# [Exercise objective]
When the string "renders" occurs in a line of the records, show that line.

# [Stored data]

---+---

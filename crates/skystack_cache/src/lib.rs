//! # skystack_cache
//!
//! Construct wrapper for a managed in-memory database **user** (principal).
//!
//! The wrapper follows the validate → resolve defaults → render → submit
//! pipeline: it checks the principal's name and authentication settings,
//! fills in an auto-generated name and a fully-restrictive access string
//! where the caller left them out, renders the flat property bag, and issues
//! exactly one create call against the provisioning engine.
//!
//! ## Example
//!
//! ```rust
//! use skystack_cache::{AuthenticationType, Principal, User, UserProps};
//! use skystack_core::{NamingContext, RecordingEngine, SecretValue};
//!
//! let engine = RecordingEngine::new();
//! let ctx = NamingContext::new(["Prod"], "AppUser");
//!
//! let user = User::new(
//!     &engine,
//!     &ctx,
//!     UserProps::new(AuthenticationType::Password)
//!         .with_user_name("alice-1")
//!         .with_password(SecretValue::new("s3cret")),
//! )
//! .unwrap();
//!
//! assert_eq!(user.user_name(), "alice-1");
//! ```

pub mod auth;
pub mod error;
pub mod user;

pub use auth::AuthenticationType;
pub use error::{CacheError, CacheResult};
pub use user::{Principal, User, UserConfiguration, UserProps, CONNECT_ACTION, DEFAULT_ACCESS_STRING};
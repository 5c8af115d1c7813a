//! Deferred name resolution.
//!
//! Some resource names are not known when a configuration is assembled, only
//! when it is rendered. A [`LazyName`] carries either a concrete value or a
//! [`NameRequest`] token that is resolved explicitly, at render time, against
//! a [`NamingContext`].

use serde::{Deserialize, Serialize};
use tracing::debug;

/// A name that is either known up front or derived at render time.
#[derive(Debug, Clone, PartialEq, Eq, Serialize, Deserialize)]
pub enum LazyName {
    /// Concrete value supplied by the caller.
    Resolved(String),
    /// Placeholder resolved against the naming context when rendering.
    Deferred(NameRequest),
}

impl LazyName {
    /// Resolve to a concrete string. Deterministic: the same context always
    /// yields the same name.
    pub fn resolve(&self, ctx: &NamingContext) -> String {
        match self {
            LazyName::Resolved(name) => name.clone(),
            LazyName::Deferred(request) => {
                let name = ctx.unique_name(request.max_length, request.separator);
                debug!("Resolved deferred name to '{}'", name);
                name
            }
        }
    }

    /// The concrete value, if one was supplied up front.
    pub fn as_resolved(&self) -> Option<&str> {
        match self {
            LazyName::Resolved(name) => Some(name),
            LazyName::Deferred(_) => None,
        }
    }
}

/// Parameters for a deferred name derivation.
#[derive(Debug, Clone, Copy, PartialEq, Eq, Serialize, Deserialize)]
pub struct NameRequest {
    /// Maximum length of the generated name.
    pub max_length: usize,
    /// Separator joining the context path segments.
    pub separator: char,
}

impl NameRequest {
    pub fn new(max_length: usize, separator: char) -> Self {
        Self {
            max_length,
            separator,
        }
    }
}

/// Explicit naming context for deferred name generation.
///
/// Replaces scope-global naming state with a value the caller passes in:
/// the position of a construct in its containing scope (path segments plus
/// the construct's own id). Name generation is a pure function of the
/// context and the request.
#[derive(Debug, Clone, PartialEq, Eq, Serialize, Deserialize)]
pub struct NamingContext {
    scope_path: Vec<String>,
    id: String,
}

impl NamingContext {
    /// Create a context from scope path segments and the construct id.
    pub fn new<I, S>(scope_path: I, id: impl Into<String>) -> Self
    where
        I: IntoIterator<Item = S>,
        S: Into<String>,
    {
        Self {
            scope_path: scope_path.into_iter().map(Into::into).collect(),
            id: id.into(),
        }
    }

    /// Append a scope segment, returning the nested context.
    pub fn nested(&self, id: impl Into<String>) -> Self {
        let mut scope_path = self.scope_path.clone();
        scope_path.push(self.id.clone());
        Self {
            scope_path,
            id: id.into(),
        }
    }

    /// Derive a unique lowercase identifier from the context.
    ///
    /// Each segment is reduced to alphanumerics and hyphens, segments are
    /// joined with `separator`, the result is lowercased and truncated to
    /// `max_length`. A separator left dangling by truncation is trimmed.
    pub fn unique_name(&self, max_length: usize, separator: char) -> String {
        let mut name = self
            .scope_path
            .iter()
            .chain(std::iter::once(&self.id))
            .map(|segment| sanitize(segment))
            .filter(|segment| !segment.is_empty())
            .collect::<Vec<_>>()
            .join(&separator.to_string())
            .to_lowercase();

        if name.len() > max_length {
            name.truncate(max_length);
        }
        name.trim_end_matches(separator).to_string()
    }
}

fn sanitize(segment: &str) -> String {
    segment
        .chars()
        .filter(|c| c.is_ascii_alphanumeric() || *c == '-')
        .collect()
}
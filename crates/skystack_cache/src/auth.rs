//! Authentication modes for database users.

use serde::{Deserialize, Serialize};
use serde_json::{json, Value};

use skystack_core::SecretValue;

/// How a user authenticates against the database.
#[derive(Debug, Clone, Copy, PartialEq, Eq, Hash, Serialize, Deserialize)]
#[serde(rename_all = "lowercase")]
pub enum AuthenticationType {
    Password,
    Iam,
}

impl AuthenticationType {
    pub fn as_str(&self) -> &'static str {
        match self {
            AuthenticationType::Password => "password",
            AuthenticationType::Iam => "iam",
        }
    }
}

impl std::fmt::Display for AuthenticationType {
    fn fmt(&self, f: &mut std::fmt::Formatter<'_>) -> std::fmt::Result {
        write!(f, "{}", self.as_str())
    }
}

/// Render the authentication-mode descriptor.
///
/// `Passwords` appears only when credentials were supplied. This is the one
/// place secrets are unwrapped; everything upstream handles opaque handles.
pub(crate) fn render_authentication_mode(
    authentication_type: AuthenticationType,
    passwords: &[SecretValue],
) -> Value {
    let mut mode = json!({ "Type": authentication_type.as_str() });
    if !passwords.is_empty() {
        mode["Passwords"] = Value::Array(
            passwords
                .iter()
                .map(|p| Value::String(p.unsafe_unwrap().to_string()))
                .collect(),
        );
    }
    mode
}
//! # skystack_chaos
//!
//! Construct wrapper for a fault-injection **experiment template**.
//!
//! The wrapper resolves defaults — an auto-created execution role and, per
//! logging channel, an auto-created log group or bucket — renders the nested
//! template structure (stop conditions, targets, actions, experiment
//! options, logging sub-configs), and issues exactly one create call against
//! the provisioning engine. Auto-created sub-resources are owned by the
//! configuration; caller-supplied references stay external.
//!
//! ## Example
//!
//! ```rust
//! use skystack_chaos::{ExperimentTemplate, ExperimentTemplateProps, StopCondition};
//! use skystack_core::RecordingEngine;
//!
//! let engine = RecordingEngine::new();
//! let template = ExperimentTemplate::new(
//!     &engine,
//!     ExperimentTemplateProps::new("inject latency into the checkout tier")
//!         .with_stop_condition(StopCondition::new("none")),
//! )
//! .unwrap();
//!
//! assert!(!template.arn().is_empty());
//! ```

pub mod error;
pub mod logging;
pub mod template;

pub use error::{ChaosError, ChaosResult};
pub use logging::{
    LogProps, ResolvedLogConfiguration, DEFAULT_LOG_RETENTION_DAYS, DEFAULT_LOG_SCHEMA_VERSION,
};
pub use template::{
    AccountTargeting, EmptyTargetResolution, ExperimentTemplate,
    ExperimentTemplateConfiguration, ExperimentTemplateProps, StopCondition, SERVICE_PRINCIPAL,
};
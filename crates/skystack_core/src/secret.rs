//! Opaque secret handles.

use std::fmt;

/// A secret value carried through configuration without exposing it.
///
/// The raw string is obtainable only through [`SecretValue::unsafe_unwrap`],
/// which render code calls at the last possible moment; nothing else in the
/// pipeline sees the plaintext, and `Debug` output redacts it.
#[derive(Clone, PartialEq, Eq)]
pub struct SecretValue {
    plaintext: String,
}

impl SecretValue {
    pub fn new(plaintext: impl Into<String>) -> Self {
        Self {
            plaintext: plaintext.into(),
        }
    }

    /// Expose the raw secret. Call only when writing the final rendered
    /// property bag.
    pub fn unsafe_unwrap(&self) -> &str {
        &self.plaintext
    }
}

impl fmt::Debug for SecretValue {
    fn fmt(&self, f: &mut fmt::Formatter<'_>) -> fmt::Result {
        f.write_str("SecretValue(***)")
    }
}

---+---

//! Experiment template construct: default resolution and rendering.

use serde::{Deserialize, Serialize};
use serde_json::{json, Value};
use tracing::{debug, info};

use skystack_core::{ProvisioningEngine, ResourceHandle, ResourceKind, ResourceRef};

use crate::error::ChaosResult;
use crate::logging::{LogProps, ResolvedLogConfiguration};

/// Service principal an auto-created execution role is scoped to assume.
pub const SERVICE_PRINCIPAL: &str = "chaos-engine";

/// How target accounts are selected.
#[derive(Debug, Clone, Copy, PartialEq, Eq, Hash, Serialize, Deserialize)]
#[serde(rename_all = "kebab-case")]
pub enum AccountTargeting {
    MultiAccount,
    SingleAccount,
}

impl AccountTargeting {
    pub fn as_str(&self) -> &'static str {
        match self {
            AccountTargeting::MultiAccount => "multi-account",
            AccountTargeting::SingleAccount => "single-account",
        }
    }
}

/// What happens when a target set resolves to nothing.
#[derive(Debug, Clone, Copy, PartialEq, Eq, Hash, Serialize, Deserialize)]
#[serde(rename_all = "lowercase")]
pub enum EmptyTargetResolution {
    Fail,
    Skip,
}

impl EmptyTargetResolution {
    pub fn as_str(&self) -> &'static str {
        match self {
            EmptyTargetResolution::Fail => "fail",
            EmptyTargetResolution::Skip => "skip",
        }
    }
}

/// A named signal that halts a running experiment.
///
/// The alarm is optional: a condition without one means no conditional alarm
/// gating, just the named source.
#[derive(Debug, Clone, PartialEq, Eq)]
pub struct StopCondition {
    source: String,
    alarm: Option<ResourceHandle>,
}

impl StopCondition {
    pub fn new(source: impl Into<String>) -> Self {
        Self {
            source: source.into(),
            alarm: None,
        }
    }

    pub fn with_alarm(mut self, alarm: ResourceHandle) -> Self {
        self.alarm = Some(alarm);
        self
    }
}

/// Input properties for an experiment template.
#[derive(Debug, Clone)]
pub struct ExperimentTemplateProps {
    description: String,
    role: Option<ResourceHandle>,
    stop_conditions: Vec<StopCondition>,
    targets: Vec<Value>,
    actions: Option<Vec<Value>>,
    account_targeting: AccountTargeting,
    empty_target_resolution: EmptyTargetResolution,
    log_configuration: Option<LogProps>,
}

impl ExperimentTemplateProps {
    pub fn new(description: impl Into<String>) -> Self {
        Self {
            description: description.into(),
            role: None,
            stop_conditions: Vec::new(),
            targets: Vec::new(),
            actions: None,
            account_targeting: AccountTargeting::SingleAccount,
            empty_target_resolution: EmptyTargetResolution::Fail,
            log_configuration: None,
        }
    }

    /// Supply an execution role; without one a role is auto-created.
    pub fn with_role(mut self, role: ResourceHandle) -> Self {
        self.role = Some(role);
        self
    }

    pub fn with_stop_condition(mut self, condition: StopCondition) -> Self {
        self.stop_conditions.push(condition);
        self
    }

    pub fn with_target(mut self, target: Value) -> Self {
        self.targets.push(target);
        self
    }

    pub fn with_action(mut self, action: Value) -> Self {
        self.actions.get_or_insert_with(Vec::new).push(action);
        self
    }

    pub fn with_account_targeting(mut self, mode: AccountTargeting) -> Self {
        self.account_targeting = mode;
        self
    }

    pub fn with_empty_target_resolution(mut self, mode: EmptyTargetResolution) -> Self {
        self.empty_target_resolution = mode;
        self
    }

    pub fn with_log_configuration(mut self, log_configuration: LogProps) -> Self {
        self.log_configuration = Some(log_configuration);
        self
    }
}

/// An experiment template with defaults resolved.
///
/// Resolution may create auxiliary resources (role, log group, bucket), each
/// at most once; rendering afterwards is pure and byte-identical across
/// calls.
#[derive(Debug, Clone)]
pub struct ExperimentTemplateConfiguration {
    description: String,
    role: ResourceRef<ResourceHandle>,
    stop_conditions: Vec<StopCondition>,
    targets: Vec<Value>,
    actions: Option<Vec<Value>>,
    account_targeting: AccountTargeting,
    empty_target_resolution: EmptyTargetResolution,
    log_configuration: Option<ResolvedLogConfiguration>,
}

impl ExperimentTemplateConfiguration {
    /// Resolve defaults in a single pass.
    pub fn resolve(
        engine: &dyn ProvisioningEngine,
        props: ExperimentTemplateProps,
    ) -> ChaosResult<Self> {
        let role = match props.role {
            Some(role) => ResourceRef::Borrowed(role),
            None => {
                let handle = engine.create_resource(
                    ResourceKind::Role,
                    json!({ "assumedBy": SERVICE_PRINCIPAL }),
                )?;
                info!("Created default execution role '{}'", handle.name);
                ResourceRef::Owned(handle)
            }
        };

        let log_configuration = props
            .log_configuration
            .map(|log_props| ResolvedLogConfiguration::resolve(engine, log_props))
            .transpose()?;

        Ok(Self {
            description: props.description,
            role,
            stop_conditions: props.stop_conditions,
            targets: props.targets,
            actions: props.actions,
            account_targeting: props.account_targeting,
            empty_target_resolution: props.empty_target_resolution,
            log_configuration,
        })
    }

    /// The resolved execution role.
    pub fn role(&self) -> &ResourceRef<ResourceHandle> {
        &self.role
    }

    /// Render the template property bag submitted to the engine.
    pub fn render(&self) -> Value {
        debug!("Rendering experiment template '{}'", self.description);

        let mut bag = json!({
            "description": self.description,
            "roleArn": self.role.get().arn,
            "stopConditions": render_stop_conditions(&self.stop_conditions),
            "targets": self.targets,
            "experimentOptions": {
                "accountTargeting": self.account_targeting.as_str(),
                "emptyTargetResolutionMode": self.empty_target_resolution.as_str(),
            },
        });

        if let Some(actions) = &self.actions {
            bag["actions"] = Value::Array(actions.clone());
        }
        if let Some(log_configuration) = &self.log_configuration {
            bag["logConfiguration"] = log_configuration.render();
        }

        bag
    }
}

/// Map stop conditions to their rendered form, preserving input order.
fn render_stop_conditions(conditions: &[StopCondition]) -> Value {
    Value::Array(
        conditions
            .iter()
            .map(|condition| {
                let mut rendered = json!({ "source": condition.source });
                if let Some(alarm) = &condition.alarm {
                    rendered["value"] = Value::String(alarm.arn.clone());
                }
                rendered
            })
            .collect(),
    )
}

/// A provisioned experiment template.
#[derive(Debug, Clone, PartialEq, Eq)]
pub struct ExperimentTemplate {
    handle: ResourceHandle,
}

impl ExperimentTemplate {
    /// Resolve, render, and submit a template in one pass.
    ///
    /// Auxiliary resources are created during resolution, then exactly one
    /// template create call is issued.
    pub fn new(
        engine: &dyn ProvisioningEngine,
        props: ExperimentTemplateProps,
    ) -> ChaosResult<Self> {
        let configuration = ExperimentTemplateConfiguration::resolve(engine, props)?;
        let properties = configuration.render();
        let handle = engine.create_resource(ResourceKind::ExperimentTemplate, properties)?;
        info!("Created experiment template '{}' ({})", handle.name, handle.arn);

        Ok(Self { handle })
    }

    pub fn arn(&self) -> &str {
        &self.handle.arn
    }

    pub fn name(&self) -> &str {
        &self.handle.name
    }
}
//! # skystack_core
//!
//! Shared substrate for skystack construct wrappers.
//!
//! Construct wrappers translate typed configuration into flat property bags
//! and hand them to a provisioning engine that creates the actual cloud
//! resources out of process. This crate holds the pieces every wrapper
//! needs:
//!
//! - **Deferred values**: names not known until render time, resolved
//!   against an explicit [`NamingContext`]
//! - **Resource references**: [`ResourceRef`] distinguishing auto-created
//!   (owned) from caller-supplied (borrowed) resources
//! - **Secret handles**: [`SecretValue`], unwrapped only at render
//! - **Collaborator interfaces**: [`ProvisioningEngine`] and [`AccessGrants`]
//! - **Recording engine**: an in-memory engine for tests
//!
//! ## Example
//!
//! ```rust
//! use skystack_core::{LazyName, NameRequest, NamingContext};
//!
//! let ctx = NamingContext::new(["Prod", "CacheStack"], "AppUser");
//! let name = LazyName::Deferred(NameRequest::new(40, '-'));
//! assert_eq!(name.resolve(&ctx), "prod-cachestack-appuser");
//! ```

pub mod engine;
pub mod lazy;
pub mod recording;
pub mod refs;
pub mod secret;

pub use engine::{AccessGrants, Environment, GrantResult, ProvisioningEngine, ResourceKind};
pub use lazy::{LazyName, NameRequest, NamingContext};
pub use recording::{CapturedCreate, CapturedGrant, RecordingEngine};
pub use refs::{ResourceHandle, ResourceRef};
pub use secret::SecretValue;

---+---

# [Answer to the exercise]
//! where the caller left them out, renders the flat property bag, and issues
//! logging channel, an auto-created log group or bucket — renders the nested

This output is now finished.